Bug 1219559

Summary: cinder-volume keeps opening Ceph clients until the maximum number of opened files reached
Product: [Red Hat Storage] Red Hat Ceph Storage Reporter: Tupper Cole <tcole>
Component: DistributionAssignee: Josh Durgin <jdurgin>
Status: CLOSED ERRATA QA Contact: ceph-qe-bugs <ceph-qe-bugs>
Severity: high Docs Contact:
Priority: high    
Version: 1.2.3CC: bhubbard, flucifre, hnallurv, kdreyer, smanjara, vumrao
Target Milestone: rc   
Target Release: 1.3.0   
Hardware: x86_64   
OS: Linux   
Whiteboard:
Fixed In Version: ceph-0.94.1-11.el7cp Doc Type: Bug Fix
Doc Text:
Story Points: ---
Clone Of:
: 1220496 (view as bug list) Environment:
Last Closed: 2015-06-24 15:52:55 UTC Type: Bug
Regression: --- Mount Type: ---
Documentation: --- CRM:
Verified Versions: Category: ---
oVirt Team: --- RHEL 7.3 requirements from Atomic Host:
Cloudforms Team: --- Target Upstream Version:
Embargoed:
Bug Depends On:    
Bug Blocks: 1220496    

Description Tupper Cole 2015-05-07 15:22:44 UTC
Description of problem:A change in 1.2.3 (0.80.8) exposed a bug in cinder, resulting on maximum files open limits getting hit. This is described here:

https://bugs.launchpad.net/cinder/+bug/1446682

Version-Release number of selected component (if applicable):1.2.3


How reproducible:Consistently


Expected results:Admin socket gets torn down. 


Additional info:
This has been addressed by https://github.com/ceph/ceph/pull/4541/files

Comment 2 Ken Dreyer (Red Hat) 2015-05-07 16:06:43 UTC
Looks like the above PR is still undergoing review upstream.

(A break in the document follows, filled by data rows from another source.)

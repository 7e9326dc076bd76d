//! One-way push of the ledger to a Google Sheet
//!
//! The whole record set is posted to the Apps Script web app configured in
//! settings. Nothing is read back; the sheet is a mirror for people who
//! don't use the CLI.

mod payload;
mod script;
mod transport;

pub use payload::SyncPayload;
pub use script::{APPS_SCRIPT_TEMPLATE, SETUP_STEPS};
pub use transport::{MemoryTransport, SyncTransport, UreqTransport, DEFAULT_TIMEOUT};

use tracing::{info, warn};

use crate::config::Settings;
use crate::error::{SitebookError, SitebookResult};
use crate::services::{ExpenseService, IncomeService};
use crate::storage::Storage;

#[derive(Debug, Clone, PartialEq, Eq)]
pub struct SyncReport {
    pub sheet_name: String,
    pub records_sent: usize,
    /// Incomes and expenses whose `synced` flag flipped
    pub newly_synced: usize,
}

pub struct SheetSync<'a, T: SyncTransport> {
    storage: &'a Storage,
    transport: T,
}

impl<'a, T: SyncTransport> SheetSync<'a, T> {
    pub fn new(storage: &'a Storage, transport: T) -> Self {
        Self { storage, transport }
    }

    pub fn transport(&self) -> &T {
        &self.transport
    }

    /// Post the full record set; local records change only after a successful post
    pub fn push(&self, settings: &Settings) -> SitebookResult<SyncReport> {
        let url = settings.sync_url().ok_or_else(|| {
            SitebookError::Config(
                "Google Sheet script URL is not set. Configure it with `sitebook settings set sync-url <URL>`"
                    .into(),
            )
        })?;

        let records = self.storage.records()?;
        let records_sent = records.record_count();
        let payload = SyncPayload::new(settings.project_name.clone(), records);
        let body = serde_json::to_value(&payload)?;

        if let Err(e) = self.transport.post_json(url, &body) {
            warn!(error = %e, "sheet sync failed");
            return Err(e);
        }

        let newly_synced = IncomeService::new(self.storage).mark_all_synced()?
            + ExpenseService::new(self.storage).mark_all_synced()?;
        info!(records = records_sent, "ledger pushed to sheet");

        Ok(SyncReport {
            sheet_name: payload.sheet_name,
            records_sent,
            newly_synced,
        })
    }
}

Josh, if I'm reading the above Launchpad bug and PR correctly, I'm guessing this bug applies to both v0.80.8 and v0.94.1?

Comment 3 Josh Durgin 2015-05-07 16:19:14 UTC
Yes, this applies to all ceph versions.

Comment 4 Josh Durgin 2015-05-08 15:45:00 UTC
This only occurs when the admin socket is enabled for clients in ceph.conf, which is not the default, so this shouldn't be a release blocker imo. A simple workaround is not enabling the admin socket for nova and cinder nodes.

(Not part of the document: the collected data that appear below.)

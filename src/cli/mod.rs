//! CLI command handlers
//!
//! Bridges clap argument parsing with the service layer. Handlers print
//! their results and return errors for `main` to report.

pub mod backup;
pub mod expense;
pub mod export;
pub mod import;
pub mod income;
pub mod labour;
pub mod report;
pub mod settings;
pub mod sync;
pub mod vendor;

pub use backup::{handle_backup_command, BackupCommands};
pub use expense::{handle_expense_command, ExpenseCommands};
pub use export::{handle_export_command, ExportCommands};
pub use import::handle_import_command;
pub use income::{handle_income_command, IncomeCommands};
pub use labour::{handle_labour_command, LabourCommands};
pub use report::{handle_report_command, ReportCommands};
pub use settings::{handle_settings_command, SettingsCommands};
pub use sync::{handle_sync_command, SyncCommands};
pub use vendor::{handle_vendor_command, VendorCommands};

use chrono::{Local, NaiveDate};

use crate::error::{SitebookError, SitebookResult};
use crate::models::{ExpenseCategory, FundingSource, Money, PaymentMode};

pub(crate) fn parse_day(s: &str) -> SitebookResult<NaiveDate> {
    NaiveDate::parse_from_str(s.trim(), "%Y-%m-%d")
        .map_err(|_| SitebookError::Validation(format!("Invalid date: '{}'. Use YYYY-MM-DD", s)))
}

/// Parse `YYYY-MM-DD`, defaulting to today
pub(crate) fn date_or_today(date: Option<&str>) -> SitebookResult<NaiveDate> {
    match date {
        Some(s) => parse_day(s),
        None => Ok(Local::now().date_naive()),
    }
}

pub(crate) fn parse_money(amount: &str) -> SitebookResult<Money> {
    Money::parse(amount).map_err(|e| {
        SitebookError::Validation(format!(
            "Invalid amount: '{}'. Use a format like 1500 or 1500.50 ({})",
            amount, e
        ))
    })
}

pub(crate) fn parse_funding_source(s: &str) -> SitebookResult<FundingSource> {
    FundingSource::parse(s).ok_or_else(|| {
        SitebookError::Validation(format!(
            "Unknown payer: '{}'. Use mujahir, salik, pool or other",
            s
        ))
    })
}

pub(crate) fn parse_mode(s: &str) -> SitebookResult<PaymentMode> {
    PaymentMode::parse(s).ok_or_else(|| {
        SitebookError::Validation(format!(
            "Unknown payment mode: '{}'. Use cash, bank, upi or check",
            s
        ))
    })
}

pub(crate) fn parse_category(s: &str) -> SitebookResult<ExpenseCategory> {
    ExpenseCategory::parse(s).ok_or_else(|| {
        SitebookError::Validation(format!(
            "Unknown category: '{}'. Use material, labour, food, transport, utility, contractor or other",
            s
        ))
    })
}

/// Parse an optional value with `parse`
pub(crate) fn parse_opt<T>(
    value: Option<&str>,
    parse: impl Fn(&str) -> SitebookResult<T>,
) -> SitebookResult<Option<T>> {
    value.map(parse).transpose()
}

#[cfg(test)]
mod tests {
    use super::*;
    use crate::models::Partner;

    #[test]
    fn test_parse_helpers() {
        assert_eq!(
            date_or_today(Some("2025-03-09")).unwrap(),
            NaiveDate::from_ymd_opt(2025, 3, 9).unwrap()
        );
        assert!(parse_day("09/03/2025").unwrap_err().is_validation());
        assert_eq!(parse_money("1500.50").unwrap(), Money::from_paise(150_050));
        assert!(parse_money("abc").unwrap_err().is_validation());
        assert_eq!(parse_opt(None, parse_mode).unwrap(), None);
        assert_eq!(
            parse_funding_source("Dr. Salik").unwrap(),
            FundingSource::Partner(Partner::DrSalik)
        );
    }
}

Comment 10 Harish NV Rao 2015-05-13 16:02:59 UTC
Hi Josh,

Should QE test with admin socket disabled or enabled? Please let us know.

Regards,
Harish

Comment 11 Brad Hubbard 2015-05-13 16:21:47 UTC
(In reply to Harish NV Rao from comment #10)
> Hi Josh,
> 
> Should QE test with admin socket disabled or enabled? Please let us know.

The leak *only* happens when admin sockets are enabled. So to test whether their is a leak you will need admin sockets enabled.

HTH.

Comment 12 Harish NV Rao 2015-05-13 16:29:59 UTC
Thanks Brad. I understand that's how we have to test this fix. 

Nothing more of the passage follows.